### Exercise
Restate word for word the run of lines that begins at the one containing "assert_eq!(result.exit_code, 1);" and ends at the last line of the listing.
_ _ _ _ _
mod common;

use common::*;

const CAMPUS_ONLY: &str = r#"
scenarios:
  - name: On campus EZBorrow
    given:
      campus: on_campus
    steps:
      - step: visit
        url: http://127.0.0.1:9/ezborrow
      - step: expect_ezborrow_denied
  - name: Off campus EZProxy
    given:
      campus: off_campus
      logged_out: true
    steps:
      - step: visit
        url: http://127.0.0.1:9/ezproxy
      - step: expect_login_screen
"#;

#[test]
fn scenarios_for_another_campus_are_skipped() {
    let env = TestEnv::new();
    env.write_project_file("features/campus.yml", CAMPUS_ONLY);

    let result = env.run(&[
        "--json",
        "scenarios",
        "features/campus.yml",
        "--campus",
        "on",
        "--scenario",
        "Off campus",
    ]);
    assert!(result.success, "{}", result.combined_output());

    let scenarios = result.events_named("scenario");
    assert_eq!(scenarios.len(), 1);
    assert_eq!(scenarios[0]["name"], "Off campus EZProxy");
    assert_eq!(scenarios[0]["outcome"]["status"], "skipped");
}

#[test]
fn unreachable_site_fails_the_scenario() {
    let env = TestEnv::new();
    env.write_project_file("features/campus.yml", CAMPUS_ONLY);

    let result = env.run_with_env(
        &["--json", "scenarios", "features/campus.yml"],
        &[("PDS_CAMPUS", "off")],
    );
    assert!(!result.success);
    assert_eq!(result.exit_code, 1);

    let scenarios = result.events_named("scenario");
    assert_eq!(scenarios[0]["outcome"]["status"], "skipped");
    assert_eq!(scenarios[1]["outcome"]["status"], "failed");
    assert_eq!(scenarios[1]["outcome"]["step"], "visit");
    assert_eq!(scenarios[1]["outcome"]["step_index"], 0);
    assert_eq!(result.events_named("complete")[0]["success"], false);
}

#[test]
fn invalid_scenario_file_is_reported() {
    let env = TestEnv::new();
    env.write_project_file(
        "features/bad.yml",
        "scenarios:\n  - name: typo\n    steps:\n      - step: vist\n        url: x\n",
    );

    let result = env.run(&["--json", "scenarios", "features/bad.yml"]);
    assert!(!result.success);
    let error = &result.events_named("error")[0];
    assert_eq!(error["code"], "INVALID_SCENARIOS");
    assert_eq!(error["command"], "scenarios");
}

#[test]
fn filter_matching_nothing_is_an_error() {
    let env = TestEnv::new();
    env.write_project_file("features/campus.yml", CAMPUS_ONLY);

    let result = env.run(&["scenarios", "features/campus.yml", "--scenario", "Bobcat"]);
    assert!(!result.success);
    assert!(result.stderr.contains("Bobcat"), "stderr:\n{}", result.stderr);
}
_ _ _ _ _
### Solution for this exercise
    assert_eq!(result.exit_code, 1);

    let scenarios = result.events_named("scenario");
    assert_eq!(scenarios[0]["outcome"]["status"], "skipped");
    assert_eq!(scenarios[1]["outcome"]["status"], "failed");
    assert_eq!(scenarios[1]["outcome"]["step"], "visit");
    assert_eq!(scenarios[1]["outcome"]["step_index"], 0);
    assert_eq!(result.events_named("complete")[0]["success"], false);
}

#[test]
fn invalid_scenario_file_is_reported() {
    let env = TestEnv::new();
    env.write_project_file(
        "features/bad.yml",
        "scenarios:\n  - name: typo\n    steps:\n      - step: vist\n        url: x\n",
    );

    let result = env.run(&["--json", "scenarios", "features/bad.yml"]);
    assert!(!result.success);
    let error = &result.events_named("error")[0];
    assert_eq!(error["code"], "INVALID_SCENARIOS");
    assert_eq!(error["command"], "scenarios");
}

#[test]
fn filter_matching_nothing_is_an_error() {
    let env = TestEnv::new();
    env.write_project_file("features/campus.yml", CAMPUS_ONLY);

    let result = env.run(&["scenarios", "features/campus.yml", "--scenario", "Bobcat"]);
    assert!(!result.success);
    assert!(result.stderr.contains("Bobcat"), "stderr:\n{}", result.stderr);
}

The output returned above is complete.